The world seems to be full of these so-called Rules - opinion masquerading as fact and often having negative effects. As an artist and creative, I find people really like telling me the Rules. I suspect this is due to a lack of imagination and a defeatist attitude, but I could be wrong. I only suspect this because it seems like the people who share these opinions to vehemently are doing so in order to discourage you from achieving great things, rather than getting on with their own lives and making themselves successful. Essentially, they find it easier to try and tear someone else down than to lift themselves up.

The other time the Rules come into play is when something works for an individual. The best example of this I have found is with religion. I know Buddhism work for me. It works so well that I talk about it a lot, but I get that just because it works for me, doesn't mean it will work for you. Just like I understand that just because I don't really like oil paints, but I love acrylic, doesn't mean I would be 'right' in telling someone that acrylics are superior to oil. They aren't. They're not better nor worse. They just are.

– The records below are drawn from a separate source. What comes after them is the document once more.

#[derive(Debug, Clone, PartialEq, Eq, Deserialize)]
#[serde(tag = "op", rename_all = "snake_case")]
pub enum Step {
    Fund {
        account: String,
        lamports: u64,
    },
    CreateLaunch {
        creator: String,
        name: String,
        symbol: String,
        total_supply: u64,
        #[serde(default)]
        capabilities: MaskSpec,
        payment: u64,
    },
    UpdateCapabilities {
        caller: String,
        launch: u64,
        capabilities: MaskSpec,
        #[serde(default)]
        payment: u64,
    },
    UpdateStatus {
        caller: String,
        launch: u64,
        status: LaunchStatus,
    },
    AdvanceTime {
        seconds: i64,
    },
    RejectTransfers {
        account: String,
    },
    AcceptTransfers {
        account: String,
    },
    SetPaused {
        caller: String,
        paused: bool,
    },
    SetFees {
        caller: String,
        platform_fee: u64,
        agent_fee: u64,
    },
    SetMaxSupply {
        caller: String,
        max_supply: u64,
    },
    SetBeneficiaries {
        caller: String,
        treasury: String,
        agent_provider: String,
    },
    AuthorizeAgent {
        caller: String,
        agent: String,
    },
    RevokeAgent {
        caller: String,
        agent: String,
    },
    InitiateAuthorityTransfer {
        caller: String,
        new_authority: String,
    },
    CancelAuthorityTransfer {
        caller: String,
    },
    AcceptAuthorityTransfer {
        caller: String,
    },
}

impl Step {
    pub fn op(&self) -> &'static str {
        match self {
            Step::Fund { .. } => "fund",
            Step::CreateLaunch { .. } => "create_launch",
            Step::UpdateCapabilities { .. } => "update_capabilities",
            Step::UpdateStatus { .. } => "update_status",
            Step::AdvanceTime { .. } => "advance_time",
            Step::RejectTransfers { .. } => "reject_transfers",
            Step::AcceptTransfers { .. } => "accept_transfers",
            Step::SetPaused { .. } => "set_paused",
            Step::SetFees { .. } => "set_fees",
            Step::SetMaxSupply { .. } => "set_max_supply",
            Step::SetBeneficiaries { .. } => "set_beneficiaries",
            Step::AuthorizeAgent { .. } => "authorize_agent",
            Step::RevokeAgent { .. } => "revoke_agent",
            Step::InitiateAuthorityTransfer { .. } => "initiate_authority_transfer",
            Step::CancelAuthorityTransfer { .. } => "cancel_authority_transfer",
            Step::AcceptAuthorityTransfer { .. } => "accept_authority_transfer",
        }
    }
}

#[derive(Debug, Clone, Default, PartialEq, Eq, Deserialize)]
pub struct Scenario {
    /// Unix time the simulated clock starts at
    pub start_time: Option<i64>,

    #[serde(default, rename = "step")]
    pub steps: Vec<Step>,
}

impl Scenario {
    pub fn load(path: impl AsRef<Path>) -> Result<Self> {
        let path = path.as_ref();
        let content = fs::read_to_string(path)
            .with_context(|| format!("Failed to read scenario {}", path.display()))?;
        Self::parse(&content).with_context(|| format!("Failed to parse scenario {}", path.display()))
    }

    pub fn parse(content: &str) -> Result<Self> {
        Ok(toml::from_str(content)?)
    }
}

/// What one step produced
#[derive(Debug, Clone, PartialEq, Eq)]
pub struct StepReport {
    pub step: usize,
    pub op: &'static str,
    pub outcome: Result<Vec<LaunchpadEvent>, LaunchpadError>,
}

impl StepReport {
    /// One JSON document per emitted event, or a single `call_failed`
    /// document when the engine rejected the call
    pub fn json_lines(&self) -> Result<Vec<String>> {
        match &self.outcome {
            Ok(events) => events
                .iter()
                .map(|event| serde_json::to_string(event).map_err(Into::into))
                .collect(),
            Err(err) => {
                let line = serde_json::json!({
                    "event": "call_failed",
                    "step": self.step,
                    "op": self.op,
                    "error": err.to_string(),
                });
                Ok(vec![line.to_string()])
            }
        }
    }
}

/// A factory on a simulated host plus the actor aliases seen so far
pub struct Simulation {
    factory: LaunchFactory<SimulatedHost>,
    seed_base: Pubkey,
    aliases: BTreeMap<String, Pubkey>,
}

impl Simulation {
    pub fn new(config: ProtocolConfig, start_time: i64) -> Self {
        let seed_base = config.authority();
        Self {
            factory: LaunchFactory::new(config, SimulatedHost::new(start_time)),
            seed_base,
            aliases: BTreeMap::new(),
        }
    }

    pub fn factory(&self) -> &LaunchFactory<SimulatedHost> {
        &self.factory
    }

    /// Resolve an actor name to its pubkey
    pub fn resolve(&mut self, name: &str) -> Result<Pubkey> {
        let config = self.factory.config();
        match name {
            "authority" => return Ok(config.authority()),
            "treasury" => return Ok(config.beneficiaries().treasury),
            "agent_provider" => return Ok(config.beneficiaries().agent_provider),
            _ => {}
        }
        if let Ok(pubkey) = Pubkey::from_str(name) {
            return Ok(pubkey);
        }
        if let Some(pubkey) = self.aliases.get(name) {
            return Ok(*pubkey);
        }

        let pubkey = Pubkey::create_with_seed(&self.seed_base, name, &system_program::ID)
            .with_context(|| format!("Invalid actor alias {:?}", name))?;
        debug!(alias = name, %pubkey, "Derived actor address");
        self.aliases.insert(name.to_string(), pubkey);
        Ok(pubkey)
    }

    pub fn aliases(&self) -> &BTreeMap<String, Pubkey> {
        &self.aliases
    }

    /// Run every step in order. Engine rejections are reported and the run
    /// continues; malformed steps abort it.
    pub fn run(&mut self, scenario: &Scenario) -> Result<Vec<StepReport>> {
        let mut reports = Vec::with_capacity(scenario.steps.len());
        for (index, step) in scenario.steps.iter().enumerate() {
            let step_number = index + 1;
            let result = self
                .apply(step)
                .with_context(|| format!("Step {} ({}) is malformed", step_number, step.op()))?;

            let outcome = match result {
                Ok(()) => Ok(self.factory.drain_events()),
                Err(err) => {
                    warn!(
                        step = step_number,
                        op = step.op(),
                        validation = err.is_validation(),
                        %err,
                        "Step rejected"
                    );
                    Err(err)
                }
            };
            reports.push(StepReport {
                step: step_number,
                op: step.op(),
                outcome,
            });
        }

        let totals = self.factory.fee_totals();
        info!(
            steps = reports.len(),
            launches = self.factory.total_launches(),
            collected = totals.total_collected(),
            refunded = totals.refunded,
            "Scenario finished"
        );
        Ok(reports)
    }

    fn apply(&mut self, step: &Step) -> Result<LaunchpadResult<()>> {
        let result = match step {
            Step::Fund { account, lamports } => {
                let account = self.resolve(account)?;
                self.factory
                    .host_mut()
                    .airdrop(&account, *lamports)
                    .map_err(LaunchpadError::from)
            }
            Step::CreateLaunch {
                creator,
                name,
                symbol,
                total_supply,
                capabilities,
                payment,
            } => {
                let creator = self.resolve(creator)?;
                let request = CreateLaunch {
                    name: name.clone(),
                    symbol: symbol.clone(),
                    total_supply: *total_supply,
                    capabilities: capabilities.bits()?,
                };
                self.factory
                    .create_launch(creator, request, *payment)
                    .map(|_| ())
            }
            Step::UpdateCapabilities {
                caller,
                launch,
                capabilities,
                payment,
            } => {
                let caller = self.resolve(caller)?;
                self.factory.update_capabilities(
                    caller,
                    LaunchId(*launch),
                    capabilities.bits()?,
                    *payment,
                )
            }
            Step::UpdateStatus {
                caller,
                launch,
                status,
            } => {
                let caller = self.resolve(caller)?;
                self.factory.update_status(caller, LaunchId(*launch), *status)
            }
            Step::AdvanceTime { seconds } => {
                self.factory.host_mut().advance(*seconds);
                Ok(())
            }
            Step::RejectTransfers { account } => {
                let account = self.resolve(account)?;
                self.factory.host_mut().reject_transfers_to(account);
                Ok(())
            }
            Step::AcceptTransfers { account } => {
                let account = self.resolve(account)?;
                self.factory.host_mut().accept_transfers_to(&account);
                Ok(())
            }
            Step::SetPaused { caller, paused } => {
                let caller = self.resolve(caller)?;
                self.factory.set_paused(caller, *paused)
            }
            Step::SetFees {
                caller,
                platform_fee,
                agent_fee,
            } => {
                let caller = self.resolve(caller)?;
                self.factory.set_fees(caller, *platform_fee, *agent_fee)
            }
            Step::SetMaxSupply { caller, max_supply } => {
                let caller = self.resolve(caller)?;
                self.factory.set_max_supply(caller, *max_supply)
            }
            Step::SetBeneficiaries {
                caller,
                treasury,
                agent_provider,
            } => {
                let caller = self.resolve(caller)?;
                let treasury = self.resolve(treasury)?;
                let agent_provider = self.resolve(agent_provider)?;
                self.factory
                    .set_beneficiaries(caller, treasury, agent_provider)
            }
            Step::AuthorizeAgent { caller, agent } => {
                let caller = self.resolve(caller)?;
                let agent = self.resolve(agent)?;
                self.factory.add_authorized_agent(caller, agent)
            }
            Step::RevokeAgent { caller, agent } => {
                let caller = self.resolve(caller)?;
                let agent = self.resolve(agent)?;
                self.factory.remove_authorized_agent(caller, agent)
            }
            Step::InitiateAuthorityTransfer {
                caller,
                new_authority,
            } => {
                let caller = self.resolve(caller)?;
                let new_authority = self.resolve(new_authority)?;
                self.factory.initiate_authority_transfer(caller, new_authority)
            }
            Step::CancelAuthorityTransfer { caller } => {
                let caller = self.resolve(caller)?;
                self.factory.cancel_authority_transfer(caller)
            }
            Step::AcceptAuthorityTransfer { caller } => {
                let caller = self.resolve(caller)?;
                self.factory.accept_authority_transfer(caller)
            }
        };
        Ok(result)
    }
}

When painting portraits in acrylic at the class Sadie Lee put on we were not allowed to sketch on the canvas to start. She made us paint directly onto the blank surface. I didn't mind doing this but personally, I like a basic sketch to use as a template. Amusingly enough, when Sadie pulled out the portrait she had prepared for the class, you could see the pencil lines beneath her paint.

Then there was the time I was watching Rolf Harris painting a series inspired by A Midsummer Night's Dream. One of his models asked if he ever drew on the canvas first and he said no, never, because it was a painting, not a drawing.

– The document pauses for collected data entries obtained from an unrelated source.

//! # Protocol Constants
//!
//! Defaults used when a protocol configuration is created without
//! explicit values, plus fixed limits.

use solana_program::native_token::LAMPORTS_PER_SOL;

/// Default base platform fee charged once per launch: 0.01 SOL
pub const DEFAULT_PLATFORM_FEE: u64 = LAMPORTS_PER_SOL / 100;

/// Default fee per enabled agent capability: 0.005 SOL
pub const DEFAULT_AGENT_FEE: u64 = LAMPORTS_PER_SOL / 200;

/// Default supply ceiling: one billion tokens at 9 decimals
pub const DEFAULT_MAX_SUPPLY: u64 = 1_000_000_000 * 1_000_000_000;

/// Id assigned to the first launch. Zero is never a valid launch id.
pub const FIRST_LAUNCH_ID: u64 = 1;

/// Delay before a proposed operator may accept authority: 24 hours
pub const AUTHORITY_TRANSFER_DELAY: i64 = 24 * 60 * 60;

/// Largest page returned by paginated launch queries
pub const MAX_PAGE_SIZE: usize = 100;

Point is, that's what works for him. That's what works for Sadie. And that's what works for me. We each have our own techniques and none of them are any better or worse. We just found what works for us.

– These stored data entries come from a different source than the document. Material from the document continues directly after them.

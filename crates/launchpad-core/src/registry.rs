//! # Launch Registry
//!
//! Owns every [`Launch`] record, issues launch ids and keeps the
//! per-creator index. Launches are never removed.

use std::collections::{BTreeMap, BTreeSet, HashMap};
use std::fmt;
use std::str::FromStr;

use serde::{Deserialize, Serialize};
use solana_program::pubkey::Pubkey;

use crate::capability::{AgentKind, CapabilitySet};
use crate::constants::{FIRST_LAUNCH_ID, MAX_PAGE_SIZE};
use crate::errors::{LaunchpadError, LaunchpadResult};
use crate::pubkey_serde;

/// Identifier of a launch, unique and never reused
#[derive(Debug, Clone, Copy, PartialEq, Eq, PartialOrd, Ord, Hash, Serialize, Deserialize)]
#[serde(transparent)]
pub struct LaunchId(pub u64);

impl fmt::Display for LaunchId {
    fn fmt(&self, f: &mut fmt::Formatter<'_>) -> fmt::Result {
        write!(f, "{}", self.0)
    }
}

/// Lifecycle status of a launch
///
/// Any status may follow any other. `Created` is only ever the initial one.
#[derive(Debug, Clone, Copy, Default, PartialEq, Eq, Hash, Serialize, Deserialize)]
#[serde(rename_all = "snake_case")]
pub enum LaunchStatus {
    #[default]
    Created,
    Active,
    Completed,
    Paused,
}

impl fmt::Display for LaunchStatus {
    fn fmt(&self, f: &mut fmt::Formatter<'_>) -> fmt::Result {
        let name = match self {
            LaunchStatus::Created => "created",
            LaunchStatus::Active => "active",
            LaunchStatus::Completed => "completed",
            LaunchStatus::Paused => "paused",
        };
        f.write_str(name)
    }
}

impl FromStr for LaunchStatus {
    type Err = LaunchpadError;

    fn from_str(s: &str) -> Result<Self, Self::Err> {
        match s.trim().to_ascii_lowercase().as_str() {
            "created" => Ok(LaunchStatus::Created),
            "active" => Ok(LaunchStatus::Active),
            "completed" => Ok(LaunchStatus::Completed),
            "paused" => Ok(LaunchStatus::Paused),
            _ => Err(LaunchpadError::UnknownName {
                kind: "launch status",
                value: s.trim().to_string(),
            }),
        }
    }
}

/// One token-creation event and its capability, fee and status state
#[derive(Debug, Clone, PartialEq, Eq, Serialize, Deserialize)]
pub struct Launch {
    pub id: LaunchId,
    #[serde(with = "pubkey_serde")]
    pub token: Pubkey,
    #[serde(with = "pubkey_serde")]
    pub creator: Pubkey,
    pub name: String,
    pub symbol: String,
    pub total_supply: u64,
    /// Capabilities currently enabled
    pub capabilities: CapabilitySet,
    /// Every capability ever paid for on this launch
    pub purchased: CapabilitySet,
    pub created_at: i64,
    pub updated_at: i64,
    pub platform_fee_paid: u64,
    pub agent_fee_paid: u64,
    pub status: LaunchStatus,
}

impl Launch {
    pub fn total_fee_paid(&self) -> u64 {
        self.platform_fee_paid.saturating_add(self.agent_fee_paid)
    }

    pub fn is_capability_enabled(&self, kind: AgentKind) -> bool {
        self.capabilities.contains(kind)
    }
}

/// Storage for launches plus the per-creator index
#[derive(Debug, Clone)]
pub struct LaunchRegistry {
    next_id: u64,
    launches: BTreeMap<LaunchId, Launch>,
    by_creator: HashMap<Pubkey, Vec<LaunchId>>,
}

impl Default for LaunchRegistry {
    fn default() -> Self {
        Self::new()
    }
}

impl LaunchRegistry {
    pub fn new() -> Self {
        Self {
            next_id: FIRST_LAUNCH_ID,
            launches: BTreeMap::new(),
            by_creator: HashMap::new(),
        }
    }

    /// Id the next inserted launch receives
    pub fn next_id(&self) -> LaunchId {
        LaunchId(self.next_id)
    }

    /// Store a launch under the next id and index it by creator
    pub fn insert(&mut self, launch: Launch) -> LaunchpadResult<LaunchId> {
        let id = self.next_id();
        if launch.id != id {
            return Err(LaunchpadError::InvalidParameter("launch id is not the next id"));
        }
        self.next_id = self
            .next_id
            .checked_add(1)
            .ok_or(LaunchpadError::MathOverflow)?;
        self.by_creator.entry(launch.creator).or_default().push(id);
        self.launches.insert(id, launch);
        Ok(id)
    }

    pub fn get(&self, id: LaunchId) -> LaunchpadResult<&Launch> {
        self.launches.get(&id).ok_or(LaunchpadError::NotFound(id))
    }

    fn get_mut(&mut self, id: LaunchId) -> LaunchpadResult<&mut Launch> {
        self.launches.get_mut(&id).ok_or(LaunchpadError::NotFound(id))
    }

    /// Change the status of a launch on behalf of an authorized agent.
    /// Returns the previous status.
    pub fn transition(
        &mut self,
        id: LaunchId,
        actor: &Pubkey,
        new_status: LaunchStatus,
        authorized: &BTreeSet<Pubkey>,
        at: i64,
    ) -> LaunchpadResult<LaunchStatus> {
        let launch = self.get_mut(id)?;
        if !authorized.contains(actor) {
            return Err(LaunchpadError::Unauthorized);
        }
        let old = launch.status;
        launch.status = new_status;
        launch.updated_at = at;
        Ok(old)
    }

    /// Replace the enabled capabilities on behalf of the creator and credit
    /// the agent fee paid for newly purchased ones.
    pub fn set_capabilities(
        &mut self,
        id: LaunchId,
        actor: &Pubkey,
        capabilities: CapabilitySet,
        agent_fee: u64,
        at: i64,
    ) -> LaunchpadResult<()> {
        let launch = self.get_mut(id)?;
        if launch.creator != *actor {
            return Err(LaunchpadError::Unauthorized);
        }
        launch.agent_fee_paid = launch
            .agent_fee_paid
            .checked_add(agent_fee)
            .ok_or(LaunchpadError::MathOverflow)?;
        launch.purchased = launch.purchased.union(capabilities);
        launch.capabilities = capabilities;
        launch.updated_at = at;
        Ok(())
    }

    /// Launch ids created by `creator`, oldest first
    pub fn by_creator(&self, creator: &Pubkey) -> &[LaunchId] {
        self.by_creator
            .get(creator)
            .map(Vec::as_slice)
            .unwrap_or_default()
    }

    pub fn len(&self) -> u64 {
        self.launches.len() as u64
    }

    pub fn is_empty(&self) -> bool {
        self.launches.is_empty()
    }

    /// Launches in id order, skipping `offset` and returning at most
    /// `limit` (capped at [`MAX_PAGE_SIZE`])
    pub fn page(&self, offset: usize, limit: usize) -> Vec<&Launch> {
        self.launches
            .values()
            .skip(offset)
            .take(limit.min(MAX_PAGE_SIZE))
            .collect()
    }

    /// Launches an agent service of the given kind currently serves
    pub fn with_capability(&self, kind: AgentKind) -> impl Iterator<Item = &Launch> {
        self.launches
            .values()
            .filter(move |launch| launch.capabilities.contains(kind))
    }

    pub fn with_status(&self, status: LaunchStatus) -> impl Iterator<Item = &Launch> {
        self.launches
            .values()
            .filter(move |launch| launch.status == status)
    }
}

#[cfg(test)]
mod tests {
    use super::*;

    fn launch(registry: &LaunchRegistry, creator: Pubkey, capabilities: CapabilitySet) -> Launch {
        Launch {
            id: registry.next_id(),
            token: Pubkey::new_unique(),
            creator,
            name: "Test".to_string(),
            symbol: "TEST".to_string(),
            total_supply: 1_000_000,
            capabilities,
            purchased: capabilities,
            created_at: 100,
            updated_at: 100,
            platform_fee_paid: 10,
            agent_fee_paid: 0,
            status: LaunchStatus::Created,
        }
    }

    #[test]
    fn test_status_text_forms() {
        assert_eq!(" Active ".parse::<LaunchStatus>(), Ok(LaunchStatus::Active));
        assert_eq!("paused".parse::<LaunchStatus>(), Ok(LaunchStatus::Paused));
        assert_eq!(
            "archived".parse::<LaunchStatus>(),
            Err(LaunchpadError::UnknownName {
                kind: "launch status",
                value: "archived".to_string(),
            })
        );
    }

    #[test]
    fn test_ids_are_sequential_and_indexed() {
        let mut registry = LaunchRegistry::new();
        let alice = Pubkey::new_unique();
        let bob = Pubkey::new_unique();

        let first = registry.insert(launch(&registry, alice, CapabilitySet::EMPTY)).unwrap();
        let second = registry.insert(launch(&registry, bob, CapabilitySet::EMPTY)).unwrap();
        let third = registry.insert(launch(&registry, alice, CapabilitySet::ALL)).unwrap();

        assert_eq!(first, LaunchId(FIRST_LAUNCH_ID));
        assert_eq!(second, LaunchId(FIRST_LAUNCH_ID + 1));
        assert_eq!(third, LaunchId(FIRST_LAUNCH_ID + 2));
        assert_eq!(registry.len(), 3);
        assert_eq!(registry.by_creator(&alice), &[first, third]);
        assert_eq!(registry.by_creator(&bob), &[second]);
        assert!(registry.by_creator(&Pubkey::new_unique()).is_empty());
    }

    #[test]
    fn test_insert_rejects_out_of_order_id() {
        let mut registry = LaunchRegistry::new();
        let mut record = launch(&registry, Pubkey::new_unique(), CapabilitySet::EMPTY);
        record.id = LaunchId(42);
        assert!(registry.insert(record).is_err());
        assert!(registry.is_empty());
        assert_eq!(registry.next_id(), LaunchId(FIRST_LAUNCH_ID));
    }

    #[test]
    fn test_get_unissued_id() {
        let registry = LaunchRegistry::new();
        assert_eq!(
            registry.get(LaunchId(0)).unwrap_err(),
            LaunchpadError::NotFound(LaunchId(0))
        );
    }

    #[test]
    fn test_transition_requires_authorization() {
        let mut registry = LaunchRegistry::new();
        let agent = Pubkey::new_unique();
        let creator = Pubkey::new_unique();
        let id = registry.insert(launch(&registry, creator, CapabilitySet::EMPTY)).unwrap();
        let authorized: BTreeSet<Pubkey> = [agent].into_iter().collect();

        assert_eq!(
            registry.transition(id, &creator, LaunchStatus::Active, &authorized, 200),
            Err(LaunchpadError::Unauthorized)
        );
        assert_eq!(registry.get(id).unwrap().status, LaunchStatus::Created);

        assert_eq!(
            registry.transition(LaunchId(99), &agent, LaunchStatus::Active, &authorized, 200),
            Err(LaunchpadError::NotFound(LaunchId(99)))
        );
    }

    #[test]
    fn test_status_graph_is_fully_connected() {
        let mut registry = LaunchRegistry::new();
        let agent = Pubkey::new_unique();
        let id = registry
            .insert(launch(&registry, Pubkey::new_unique(), CapabilitySet::EMPTY))
            .unwrap();
        let authorized: BTreeSet<Pubkey> = [agent].into_iter().collect();

        let path = [
            LaunchStatus::Completed,
            LaunchStatus::Active,
            LaunchStatus::Paused,
            LaunchStatus::Completed,
            LaunchStatus::Completed,
            LaunchStatus::Created,
        ];
        let mut previous = LaunchStatus::Created;
        for (step, status) in path.into_iter().enumerate() {
            let old = registry
                .transition(id, &agent, status, &authorized, step as i64)
                .unwrap();
            assert_eq!(old, previous);
            previous = status;
        }
        assert_eq!(registry.get(id).unwrap().status, LaunchStatus::Created);
    }

    #[test]
    fn test_set_capabilities_only_by_creator() {
        let mut registry = LaunchRegistry::new();
        let creator = Pubkey::new_unique();
        let id = registry
            .insert(launch(&registry, creator, AgentKind::Marketing.into()))
            .unwrap();

        assert_eq!(
            registry.set_capabilities(id, &Pubkey::new_unique(), CapabilitySet::ALL, 5, 300),
            Err(LaunchpadError::Unauthorized)
        );

        registry
            .set_capabilities(id, &creator, AgentKind::Analytics.into(), 5, 300)
            .unwrap();
        let stored = registry.get(id).unwrap();
        assert_eq!(stored.capabilities, CapabilitySet::from(AgentKind::Analytics));
        assert!(stored.purchased.contains(AgentKind::Marketing));
        assert!(stored.purchased.contains(AgentKind::Analytics));
        assert_eq!(stored.agent_fee_paid, 5);
        assert_eq!(stored.updated_at, 300);
    }

    #[test]
    fn test_queries() {
        let mut registry = LaunchRegistry::new();
        let creator = Pubkey::new_unique();
        for bits in 0..=CapabilitySet::ALL.bits() {
            let set = CapabilitySet::from_bits(bits as u64).unwrap();
            registry.insert(launch(&registry, creator, set)).unwrap();
        }

        assert_eq!(registry.with_capability(AgentKind::Marketing).count(), 8);
        assert_eq!(registry.with_status(LaunchStatus::Created).count(), 16);
        assert_eq!(registry.with_status(LaunchStatus::Active).count(), 0);

        let page = registry.page(10, 4);
        assert_eq!(
            page.iter().map(|l| l.id.0).collect::<Vec<_>>(),
            vec![11, 12, 13, 14]
        );
        assert_eq!(registry.page(14, 10).len(), 2);
        assert!(registry.page(100, 10).is_empty());
    }
}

Last night at my writing course the instructor made a statement regarding writing on a computer vs. writing by hand. He said that often, writing on a computer limits us, and writing by hand makes our work more free. A clear example of someone laying down their opinion as if it were a Rule. I simply didn't let it stand. I explained that my train of thought moves more quickly than I am able to write by hand and as a result my sentences become garbled, incomprehensible and sometimes I miss them out entirely as my hand can't keep up. My method of two finger typing, however, is conducive to my free flow of thought and my preference for writing.

I am very thankful to my mum for this lesson in life. By teaching me that what someone says based on how they feel is theirs and theirs alone, she taught me to question what I am told and to be self determining in my actions. My inherent Buddhism reminds me to challenge my own opinions and never hold them too close. And those lovely troublemakers remind me to be mindful of Rules which might not actually be worthy of a capitalised 'R'.